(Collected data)
---

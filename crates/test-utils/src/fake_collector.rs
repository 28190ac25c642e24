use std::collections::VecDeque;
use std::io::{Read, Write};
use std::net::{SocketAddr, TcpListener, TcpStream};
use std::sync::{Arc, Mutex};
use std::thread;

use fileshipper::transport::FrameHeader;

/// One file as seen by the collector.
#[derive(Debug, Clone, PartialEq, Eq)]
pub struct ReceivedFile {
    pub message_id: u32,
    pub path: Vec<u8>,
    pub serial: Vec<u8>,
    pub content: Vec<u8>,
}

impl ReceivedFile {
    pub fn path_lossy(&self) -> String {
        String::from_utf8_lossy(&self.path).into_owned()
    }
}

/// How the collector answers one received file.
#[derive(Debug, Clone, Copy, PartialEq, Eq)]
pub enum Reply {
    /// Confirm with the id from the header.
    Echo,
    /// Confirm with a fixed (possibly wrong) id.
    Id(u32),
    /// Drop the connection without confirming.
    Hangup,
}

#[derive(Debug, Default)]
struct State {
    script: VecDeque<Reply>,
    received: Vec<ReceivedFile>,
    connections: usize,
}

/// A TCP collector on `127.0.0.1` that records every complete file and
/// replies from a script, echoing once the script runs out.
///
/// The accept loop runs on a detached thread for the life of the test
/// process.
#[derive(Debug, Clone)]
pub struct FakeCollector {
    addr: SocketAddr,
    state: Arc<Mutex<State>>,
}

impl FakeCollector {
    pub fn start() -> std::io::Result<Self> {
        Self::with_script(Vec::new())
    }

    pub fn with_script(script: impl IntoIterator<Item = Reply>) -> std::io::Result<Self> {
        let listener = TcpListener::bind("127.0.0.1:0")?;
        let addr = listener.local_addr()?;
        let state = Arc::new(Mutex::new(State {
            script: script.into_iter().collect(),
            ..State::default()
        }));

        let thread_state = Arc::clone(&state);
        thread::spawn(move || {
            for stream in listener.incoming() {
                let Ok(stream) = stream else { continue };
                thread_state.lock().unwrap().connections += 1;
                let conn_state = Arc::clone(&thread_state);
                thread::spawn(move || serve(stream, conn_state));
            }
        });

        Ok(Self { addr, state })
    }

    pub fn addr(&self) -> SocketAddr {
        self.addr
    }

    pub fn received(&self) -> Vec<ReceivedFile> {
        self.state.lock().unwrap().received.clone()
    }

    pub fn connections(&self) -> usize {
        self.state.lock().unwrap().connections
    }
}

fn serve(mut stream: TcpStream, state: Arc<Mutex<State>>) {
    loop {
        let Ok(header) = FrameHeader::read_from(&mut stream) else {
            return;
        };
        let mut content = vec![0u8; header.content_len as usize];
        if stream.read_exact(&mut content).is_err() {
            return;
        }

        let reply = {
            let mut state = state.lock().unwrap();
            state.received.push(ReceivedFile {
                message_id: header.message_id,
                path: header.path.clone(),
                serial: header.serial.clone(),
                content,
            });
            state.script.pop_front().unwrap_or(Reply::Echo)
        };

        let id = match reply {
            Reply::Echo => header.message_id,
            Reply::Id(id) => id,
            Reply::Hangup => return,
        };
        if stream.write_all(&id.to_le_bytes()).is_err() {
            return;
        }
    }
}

---

**TASK REQUIREMENTS**
The string "loop" marks the lines to copy; report each of them from the data above.

**OUTPUT FOR THIS TASK**
/// The accept loop runs on a detached thread for the life of the test
    loop {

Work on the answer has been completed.